O advogado citou a Lei 7.853/1989, que incumbe ao Poder Público a garantia do direito à educação, dentre outros direitos das pessoas com deficiência, que deverão ser inseridas no sistema educacional, escolas especiais públicas e privadas, bem como a matrícula compulsória em cursos regulares de estabelecimentos públicos e particulares de pessoas portadoras de deficiências capazes de se integrarem no sistema regular de ensino. A referida lei, em seu art. 8º, dispõe que recusar, cobrar valores adicionais, suspender, procrastinar, cancelar ou fazer cessar inscrição de aluno em estabelecimento de ensino de qualquer curso ou grau, público ou privado, em razão de sua deficiência é crime punível com reclusão de 2 a 5 anos e multa.
Já a Lei 13.146/2015 institui a Lei Brasileira de Inclusão da Pessoa com Deficiência (Estatuto da Pessoa com Deficiência), destinada a assegurar e a promover, em condições de igualdade, o exercício dos direitos e das liberdades fundamentais por pessoa com deficiência, visando à sua inclusão social e cidadania.
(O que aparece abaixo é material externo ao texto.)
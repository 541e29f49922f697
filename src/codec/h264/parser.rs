use bytes::{BufMut, Bytes, BytesMut};

use super::types::{NALUnit, NALUnitType};
use crate::error::{Result, SnapError};

/// Size of the big-endian length prefix in front of every NAL unit.
pub const LENGTH_PREFIX_SIZE: usize = 4;

/// Splits a length-prefixed access unit into its NAL units.
///
/// Fails on a truncated prefix, a length running past the end of the buffer,
/// or a zero-length unit.
pub fn split_access_unit(data: &[u8]) -> Result<Vec<NALUnit>> {
    let data = Bytes::copy_from_slice(data);
    let mut units = Vec::new();
    let mut offset = 0;

    while offset < data.len() {
        if data.len() - offset < LENGTH_PREFIX_SIZE {
            return Err(SnapError::InvalidInput(format!(
                "Truncated NAL length prefix at offset {}",
                offset
            )));
        }
        let mut prefix = [0u8; LENGTH_PREFIX_SIZE];
        prefix.copy_from_slice(&data[offset..offset + LENGTH_PREFIX_SIZE]);
        let len = u32::from_be_bytes(prefix) as usize;
        offset += LENGTH_PREFIX_SIZE;

        if len == 0 || len > data.len() - offset {
            return Err(SnapError::InvalidInput(format!(
                "NAL unit length {} at offset {} exceeds remaining {} bytes",
                len,
                offset - LENGTH_PREFIX_SIZE,
                data.len() - offset
            )));
        }

        let payload = data.slice(offset..offset + len);
        if let Some(nal) = NALUnit::new(payload) {
            units.push(nal);
        }
        offset += len;
    }

    Ok(units)
}

/// Appends `payload` to `out` behind a four byte big-endian length.
pub fn write_length_prefixed(out: &mut BytesMut, payload: &[u8]) -> Result<()> {
    let prefix = length_prefix(payload.len())?;
    out.reserve(LENGTH_PREFIX_SIZE + payload.len());
    out.put_u32(prefix);
    out.put_slice(payload);
    Ok(())
}

fn length_prefix(len: usize) -> Result<u32> {
    u32::try_from(len).map_err(|_| {
        SnapError::InvalidInput(format!(
            "NAL unit of {} bytes does not fit a 32-bit length prefix",
            len
        ))
    })
}

/// Per-type counts for a parsed access unit, used for diagnostics.
#[derive(Debug, Default, Clone, PartialEq, Eq)]
pub struct AccessUnitSummary {
    pub units: usize,
    pub sps: usize,
    pub pps: usize,
    pub idr: usize,
    pub non_idr: usize,
    pub other: usize,
}

impl AccessUnitSummary {
    pub fn of(units: &[NALUnit]) -> Self {
        let mut summary = AccessUnitSummary {
            units: units.len(),
            ..Default::default()
        };
        for nal in units {
            match nal.unit_type() {
                NALUnitType::SPS => summary.sps += 1,
                NALUnitType::PPS => summary.pps += 1,
                NALUnitType::CodedSliceIDR => summary.idr += 1,
                NALUnitType::CodedSliceNonIDR => summary.non_idr += 1,
                _ => summary.other += 1,
            }
        }
        summary
    }

    /// True when the unit carries at least one coded picture slice.
    pub fn has_picture(&self) -> bool {
        self.idr + self.non_idr > 0
    }
}

#[cfg(test)]
mod tests {
    use super::*;
    use pretty_assertions::assert_eq;

    fn sample_access_unit() -> BytesMut {
        let mut au = BytesMut::new();
        let mut sps = vec![0x67];
        sps.extend_from_slice(&[0x80; 19]);
        write_length_prefixed(&mut au, &sps).unwrap();
        let mut pps = vec![0x68];
        pps.extend_from_slice(&[0x80; 7]);
        write_length_prefixed(&mut au, &pps).unwrap();
        let mut idr = vec![0x65];
        idr.extend_from_slice(&[0x80; 31]);
        write_length_prefixed(&mut au, &idr).unwrap();
        au
    }

    #[test]
    fn test_split_access_unit() {
        let au = sample_access_unit();
        assert_eq!(au.len(), 72);

        let units = split_access_unit(&au).unwrap();
        let types: Vec<_> = units.iter().map(|n| n.unit_type()).collect();
        assert_eq!(
            types,
            vec![NALUnitType::SPS, NALUnitType::PPS, NALUnitType::CodedSliceIDR]
        );
        assert_eq!(units[0].data.len(), 20);
        assert_eq!(units[1].data.len(), 8);
        assert_eq!(units[2].nal_ref_idc, 3);
        assert!(units[2].is_slice());
    }

    #[test]
    fn test_summary() {
        let units = split_access_unit(&sample_access_unit()).unwrap();
        let summary = AccessUnitSummary::of(&units);
        assert_eq!(
            summary,
            AccessUnitSummary {
                units: 3,
                sps: 1,
                pps: 1,
                idr: 1,
                non_idr: 0,
                other: 0,
            }
        );
        assert!(summary.has_picture());
    }

    #[test]
    fn test_truncated_input_rejected() {
        let au = sample_access_unit();
        assert!(split_access_unit(&au[..au.len() - 1]).is_err());
        assert!(split_access_unit(&[0x00, 0x00]).is_err());
        assert!(split_access_unit(&[0, 0, 0, 0, 0x65]).is_err());
    }

    #[test]
    fn test_length_prefix_range() {
        assert_eq!(length_prefix(72).unwrap(), 72);
        assert_eq!(length_prefix(u32::MAX as usize).unwrap(), u32::MAX);
    }

    #[cfg(target_pointer_width = "64")]
    #[test]
    fn test_oversized_unit_rejected() {
        let err = length_prefix(u32::MAX as usize + 1).unwrap_err();
        assert!(matches!(err, SnapError::InvalidInput(_)));
        assert!(err.to_string().contains("32-bit length prefix"));
    }

    #[test]
    fn test_empty_input_has_no_units() {
        assert!(split_access_unit(&[]).unwrap().is_empty());
    }
}
use std::env;
use std::fs;
use std::path::Path;

fn main() {
    // Drop a config template next to the target directory if it doesn't exist
    let out_dir = env::var("OUT_DIR").unwrap_or_else(|_| "./".to_string());
    let template_path = Path::new(&out_dir).join("../../../h264jpeg.template.toml");

    let template = r#"# h264jpeg configuration template
# Copy this file to 'h264jpeg.toml' in the working directory and adjust

# JPEG quality used when none is given (1-100, out of range falls back to 85)
default_quality = 85

# Upper bound on a single hardware round trip, in milliseconds
timeout_ms = 1000

# Capacity of the decoder input buffer in bytes
input_buffer_size = 524288
"#;

    if !template_path.exists() {
        let _ = fs::write(template_path, template);
    }
    println!("cargo:rerun-if-changed=build.rs");
}
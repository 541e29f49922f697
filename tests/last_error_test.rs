#![cfg(feature = "emulator")]

// The facade's last error is process-wide, so everything touching it lives in
// this one test binary and runs as a single test.

use bytes::BytesMut;
use std::sync::Arc;
use std::time::Duration;
use h264jpeg::codec::h264::write_length_prefixed;
use h264jpeg::hw::sim::SimDriver;
use h264jpeg::{last_error, Transcoder};

fn mock_access_unit() -> Vec<u8> {
    let mut au = BytesMut::new();
    write_length_prefixed(&mut au, &[0x67, 0x42, 0x00, 0x1e]).unwrap();
    write_length_prefixed(&mut au, &[0x68, 0xce, 0x38, 0x80]).unwrap();
    write_length_prefixed(&mut au, &[0x65, 0x88, 0x84, 0x00, 0x21]).unwrap();
    au.to_vec()
}

#[test]
fn test_last_error_lifecycle() {
    assert!(last_error().is_empty());

    let transcoder = Transcoder::new(Arc::new(SimDriver::new().stream_size(32, 32)))
        .with_timeout(Duration::from_secs(5));

    assert!(transcoder.convert(&mock_access_unit(), 150).is_err());
    assert_eq!(last_error(), "Invalid quality value: 150 (must be 1-100)");

    assert!(transcoder.convert(&[], 85).is_err());
    assert_eq!(last_error(), "Invalid parameters");

    transcoder.convert(&mock_access_unit(), 85).unwrap();
    assert!(last_error().is_empty());
}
— A escola, seja pública ou privada, deve atender à demanda considerando a razoabilidade e não se pode cobrar qualquer valor excedente à anuidade escolar já contratada. Entretanto, o custo da inclusão deve ser suportado pela sociedade, uma vez que a escola pode e deve contemplar o custo da inclusão na planilha de custeio (§3º, art. 1º da Lei 9870/99), repassando a todos os contratantes e buscando o equilíbrio financeiro. Na prática, a escola deve tratar individualmente cada portador de necessidade especial, traçando um plano pedagógico exclusivo de forma a incluí-lo de fato, na medida de suas necessidades. Esse plano é ajustado pela equipe multidisciplinar disponível na escola e deve sempre contar com os esforços da família e da interação dos profissionais que assistem o menor com a escola — concluiu o advogado.